We expect that off-lease vehicle returns peaked over the summer months and will total more than 4 million units this year. Off-lease inventories will remain robust in the near-to-medium term due to high leasing penetrations over the past few years. As prices continue to climb on the new vehicle side for both loans and leases, more and more consumers will shift to the used vehicle market. Low vehicle sales during the Great Recession have resulted in supply constraints of older and lower priced used vehicles, which will cause prices at the lower end of the spectrum to remain elevated in the near term.
According to data from Experian, millennials now purchase more vehicles than Generation X. Through the second quarter of 2019, millennials registered 28.7% of all new vehicles compared to 26.9% for Generation X. Significantly impacted by the Great Recession, the millennial generation has taken longer to behave like previous generations when it comes to purchasing homes and vehicles. As millennials enter their prime earning years and start families they are behaving more like past generations. Millennials are closing in on baby boomers and are on track to surpass boomers in the next few years to be the largest purchasers of new vehicles.
What are some macroeconomic indicators that could impact auto sales?
Manzi: Consumer confidence readings have been volatile in recent months due to trade related uncertainty but remain high and indicate that consumers will still be willing to make large purchases.
Economic growth is slowing, and 2019 Q3 GDP growth is expected to fall off compared to Q3 of last year. We expect 2019 Q3 GDP growth of 2.1%, down from 3.1% in 2019 Q3 and roughly in line with in 2019 Q2. For the year, we expect GDP growth to return to a more long-term trend level of growth just above 2%.
The two interest rate cuts in the third quarter will likely help bring in a few additional sales and help dealers with floor planning costs but won’t cause any major changes to the industry’s sales trajectory.
Job gains are slowing in the late stages of what is now the longest period of expansion on record but overall the labor market remains solid. And there’s uncertainty surrounding the implementation of tariffs on imported autos and auto parts, which if implemented later this year will cause new vehicle prices to rise and sales to fall.
Are you sticking to your original forecast of 16.8 million light vehicle sales in 2019?
Manzi: Yes.

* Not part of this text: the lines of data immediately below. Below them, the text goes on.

impl<A, C> ResourceEngine<A, C>
where
    A: ModelAdapter,
    C: Capability<Arg = A::Arg, Result = A::Result>,
{
    pub const fn new(adapter: A, capability: C) -> Self {
        Self {
            adapter,
            capability,
        }
    }

    pub const fn adapter(&self) -> &A {
        &self.adapter
    }

    pub const fn capability(&self) -> &C {
        &self.capability
    }

    pub fn type_name(&self) -> &'static str {
        self.adapter.type_name()
    }

    pub fn update_strategy(&self) -> UpdateStrategy {
        self.capability.update_strategy()
    }

    /// Create the object described by `desired`.
    pub fn create(&self, ctx: &OperationContext, desired: &AttributeTree) -> Response {
        let model = match self.adapter.get(desired) {
            Ok(model) => model,
            Err(diagnostics) => return Response::failed(None, diagnostics),
        };
        let arg = match self.argument(&model) {
            Ok(arg) => arg,
            Err(diagnostic) => return Response::failed(None, diagnostic),
        };
        self.create_from(ctx, &arg, &model)
    }

    fn create_from(&self, ctx: &OperationContext, arg: &A::Arg, plan: &A::Model) -> Response {
        if let Err(e) = ctx.check() {
            return Response::failed(None, self.interrupted("create", None, e));
        }
        debug!("{}: create", self.type_name());
        match self.capability.create(ctx, arg) {
            Ok(result) => self.settle("create", &result, Some(plan), None),
            Err(RemoteError::Undecodable {
                key: Some(key),
                message,
            }) => self.stranded("create", key, &message),
            Err(e) => Response::failed(None, self.remote("create", None, e)),
        }
    }

    /// Refresh `state` from the remote object.
    ///
    /// A missing object is not an error: the response carries no state and
    /// no diagnostics, and the caller drops the instance.
    pub fn read(&self, ctx: &OperationContext, state: &AttributeTree) -> Response {
        let keep = || Some(state.clone());
        let (prior, key) = match self.prior(state) {
            Ok(prior) => prior,
            Err(diagnostics) => return Response::failed(keep(), diagnostics),
        };
        if let Err(e) = ctx.check() {
            return Response::failed(keep(), self.interrupted("read", Some(key), e));
        }
        debug!("{}: read {key}", self.type_name());
        match self.capability.read(ctx, key) {
            Ok(result) => self.settle("read", &result, Some(&prior), Some(state)),
            Err(RemoteError::NotFound) => {
                debug!("{}: {key} no longer exists", self.type_name());
                Response::default()
            }
            Err(e) => Response::failed(keep(), self.remote("read", Some(key), e)),
        }
    }

    /// Move the object tracked by `prior` to `desired`.
    pub fn update(
        &self,
        ctx: &OperationContext,
        prior: &AttributeTree,
        desired: &AttributeTree,
    ) -> Response {
        let keep = || Some(prior.clone());
        let key = match self.prior(prior) {
            Ok((_, key)) => key,
            Err(diagnostics) => return Response::failed(keep(), diagnostics),
        };
        let model = match self.adapter.get(desired) {
            Ok(model) => model,
            Err(diagnostics) => return Response::failed(keep(), diagnostics),
        };
        let arg = match self.argument(&model) {
            Ok(arg) => arg,
            Err(diagnostic) => return Response::failed(keep(), diagnostic),
        };

        if self.update_strategy() == UpdateStrategy::Replace {
            return self.replace(ctx, key, &arg, &model, prior);
        }

        if let Err(e) = ctx.check() {
            return Response::failed(keep(), self.interrupted("update", Some(key), e));
        }
        debug!("{}: update {key}", self.type_name());
        match self.capability.update(ctx, key, &arg) {
            Ok(result) => self.settle("update", &result, Some(&model), Some(prior)),
            Err(e) => Response::failed(keep(), self.remote("update", Some(key), e)),
        }
    }

    /// Delete then create. If the create fails the old object is already
    /// gone, so no state is returned.
    fn replace(
        &self,
        ctx: &OperationContext,
        key: PrimaryKey,
        arg: &A::Arg,
        plan: &A::Model,
        prior: &AttributeTree,
    ) -> Response {
        if let Err(e) = ctx.check() {
            return Response::failed(Some(prior.clone()), self.interrupted("delete", Some(key), e));
        }
        debug!("{}: replace {key}", self.type_name());
        let mut diagnostics = Diagnostics::new();
        match self.capability.delete(ctx, key) {
            Ok(()) => {}
            Err(RemoteError::NotFound) => diagnostics.push(self.already_absent(key)),
            Err(e) => {
                return Response::failed(Some(prior.clone()), self.remote("delete", Some(key), e));
            }
        }
        let mut response = self.create_from(ctx, arg, plan);
        diagnostics.extend(response.diagnostics);
        response.diagnostics = diagnostics;
        response
    }

    /// Delete the object tracked by `state`.
    ///
    /// Deleting an object that is already gone succeeds with a warning.
    pub fn delete(&self, ctx: &OperationContext, state: &AttributeTree) -> Diagnostics {
        let key = match self.prior(state) {
            Ok((_, key)) => key,
            Err(diagnostics) => return diagnostics,
        };
        if let Err(e) = ctx.check() {
            return self.interrupted("delete", Some(key), e).into();
        }
        debug!("{}: delete {key}", self.type_name());
        match self.capability.delete(ctx, key) {
            Ok(()) => Diagnostics::new(),
            Err(RemoteError::NotFound) => self.already_absent(key).into(),
            Err(e) => self.remote("delete", Some(key), e).into(),
        }
    }

    /// Import an existing object by its import id.
    pub fn import(&self, ctx: &OperationContext, id: &str) -> Response {
        let Some(resolver) = self.adapter.import_resolver() else {
            return Response::failed(
                None,
                Diagnostic::error(
                    DiagnosticCategory::Validation,
                    "import not supported",
                    format!("{} objects cannot be imported", self.type_name()),
                ),
            );
        };
        let requested = match resolver.resolve_import(id) {
            Ok(model) => model,
            Err(diagnostics) => return Response::failed(None, diagnostics),
        };
        let key = match self.key_of(&requested) {
            Ok(key) => key,
            Err(diagnostic) => return Response::failed(None, diagnostic),
        };
        if let Err(e) = ctx.check() {
            return Response::failed(None, self.interrupted("import", Some(key), e));
        }
        debug!("{}: import {id:?} as {key}", self.type_name());
        let result = match self.capability.read(ctx, key) {
            Ok(result) => result,
            Err(RemoteError::NotFound) => {
                return Response::failed(
                    None,
                    Diagnostic::error(
                        DiagnosticCategory::Remote,
                        "cannot import non-existent object",
                        format!("{} {id:?} was not found", self.type_name()),
                    ),
                );
            }
            Err(e) => return Response::failed(None, self.remote("import", Some(key), e)),
        };
        let imported = match self.adapter.from_api_result(&result) {
            Ok(model) => self.preserve(model, Some(&requested)),
            Err(e) => return Response::failed(None, self.adapter_failure("decode import", &e)),
        };
        let diagnostics = resolver.verify_import(&requested, &imported);
        if diagnostics.has_error() {
            return Response::new(None, diagnostics);
        }
        Response::new(Some(self.adapter.encode(&imported)), diagnostics)
    }

    /// Decide what applying `desired` over `prior` would do. No I/O.
    ///
    /// An update is planned only when the arguments built from the two
    /// models differ, so unset optionals that resolve to their defaults
    /// never produce a change.
    pub fn plan(
        &self,
        prior: Option<&AttributeTree>,
        desired: Option<&AttributeTree>,
    ) -> Result<PlannedChange, Diagnostics> {
        match (prior, desired) {
            (None, None) => Ok(PlannedChange::no_op()),
            (None, Some(desired)) => {
                let model = self.adapter.get(desired)?;
                self.argument(&model)?;
                let planned = self.adapter.encode(&model);
                Ok(PlannedChange {
                    action: Action::Create,
                    changes: diff_trees(&AttributeTree::new(), &planned),
                })
            }
            (Some(prior), None) => {
                self.prior(prior)?;
                Ok(PlannedChange {
                    action: Action::Delete,
                    changes: diff_trees(prior, &AttributeTree::new()),
                })
            }
            (Some(prior), Some(desired)) => {
                let (prior_model, _) = self.prior(prior)?;
                let model = self.adapter.get(desired)?;
                let after = self.argument(&model)?;
                // A stub prior cannot build an argument; it always needs an update.
                let before = self.adapter.to_api_argument(&prior_model).ok();
                if before.as_ref() == Some(&after) {
                    return Ok(PlannedChange::no_op());
                }
                let action = match self.update_strategy() {
                    UpdateStrategy::InPlace => Action::Update,
                    UpdateStrategy::Replace => Action::Replace,
                };
                let planned = self.adapter.encode(&model);
                let changes = diff_trees(prior, &planned)
                    .into_iter()
                    .filter(|change| change.after.is_known())
                    .collect();
                Ok(PlannedChange { action, changes })
            }
        }
    }

    /// Decode recorded state and its key. A state that no longer decodes
    /// but still records a key is treated as a stub.
    fn prior(&self, state: &AttributeTree) -> Result<(A::Model, PrimaryKey), Diagnostics> {
        match self.adapter.get(state) {
            Ok(model) => {
                let key = self.key_of(&model)?;
                Ok((model, key))
            }
            Err(diagnostics) => match self.adapter.state_key(state) {
                Some(key) => {
                    debug!("{}: state for {key} is partial, using a stub", self.type_name());
                    Ok((self.adapter.stub_model(key), key))
                }
                None => Err(diagnostics),
            },
        }
    }

    fn argument(&self, model: &A::Model) -> Result<A::Arg, Diagnostic> {
        self.adapter
            .to_api_argument(model)
            .map_err(|e| self.adapter_failure("build request", &e))
    }

    fn key_of(&self, model: &A::Model) -> Result<PrimaryKey, Diagnostic> {
        self.adapter.model_key(model).ok_or_else(|| {
            Diagnostic::error(
                DiagnosticCategory::Decode,
                "missing id",
                format!("{} state does not carry an id", self.type_name()),
            )
        })
    }

    fn preserve(&self, observed: A::Model, plan: Option<&A::Model>) -> A::Model {
        match (self.adapter.plan_preserver(), plan) {
            (Some(preserver), Some(plan)) => preserver.preserve_plan_values(&observed, plan),
            _ => observed,
        }
    }

    /// Decode a successful result; if that fails keep `fallback`, or a stub
    /// holding the result's key.
    fn settle(
        &self,
        call: &str,
        result: &A::Result,
        plan: Option<&A::Model>,
        fallback: Option<&AttributeTree>,
    ) -> Response {
        match self.adapter.from_api_result(result) {
            Ok(observed) => {
                let model = self.preserve(observed, plan);
                Response::new(Some(self.adapter.encode(&model)), Diagnostics::new())
            }
            Err(e) => match fallback {
                Some(prior) => Response::failed(
                    Some(prior.clone()),
                    self.adapter_failure(&format!("decode {call} response"), &e),
                ),
                None => self.stranded(call, result.primary_key(), &format!("{e:#}")),
            },
        }
    }

    /// The service created an object we could not decode; track it by key.
    fn stranded(&self, call: &str, key: PrimaryKey, detail: &str) -> Response {
        log::warn!("{}: {call} returned undecodable object {key}", self.type_name());
        let stub = self.adapter.encode(&self.adapter.stub_model(key));
        Response::failed(
            Some(stub),
            Diagnostic::error(
                DiagnosticCategory::Adapter,
                format!("{call} {} {key} succeeded but its response could not be decoded", self.type_name()),
                format!("{detail}; the object is tracked by id only"),
            ),
        )
    }

    fn adapter_failure(&self, what: &str, err: &anyhow::Error) -> Diagnostic {
        Diagnostic::error(
            DiagnosticCategory::Adapter,
            format!("{}: failed to {what}", self.type_name()),
            format!("{err:#}"),
        )
    }

    fn already_absent(&self, key: PrimaryKey) -> Diagnostic {
        Diagnostic::warning(
            DiagnosticCategory::Remote,
            format!("{} {key} was already deleted", self.type_name()),
            "",
        )
    }

    fn interrupted(&self, call: &str, key: Option<PrimaryKey>, e: Interrupted) -> Diagnostic {
        self.remote(call, key, RemoteError::Interrupted(e))
    }

    fn remote(&self, call: &str, key: Option<PrimaryKey>, err: RemoteError) -> Diagnostic {
        let target = match key {
            Some(key) => format!("{} {key}", self.type_name()),
            None => self.type_name().to_string(),
        };
        match err {
            RemoteError::Interrupted(e) => Diagnostic::error(
                DiagnosticCategory::Cancelled,
                format!("{call} {target} interrupted"),
                e.to_string(),
            ),
            other => Diagnostic::error(
                DiagnosticCategory::Remote,
                format!("{call} {target} failed"),
                other.to_string(),
            ),
        }
    }
}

New light-vehicle sales will likely continue to decline for the rest of the year compared to 2018, but we remain confident that, barring any unexpected shocks, franchised dealerships are on track to sell 16.8 million new light vehicles in 2019.
The downside risks to our sales forecast include the fallout from trade disputes, including potential tariffs on autos and auto parts, and the Fed changing course on interest rates.
NADA, founded in 1917, represents 16,500 light-vehicle and commercial-truck dealerships, with both domestic and international franchises.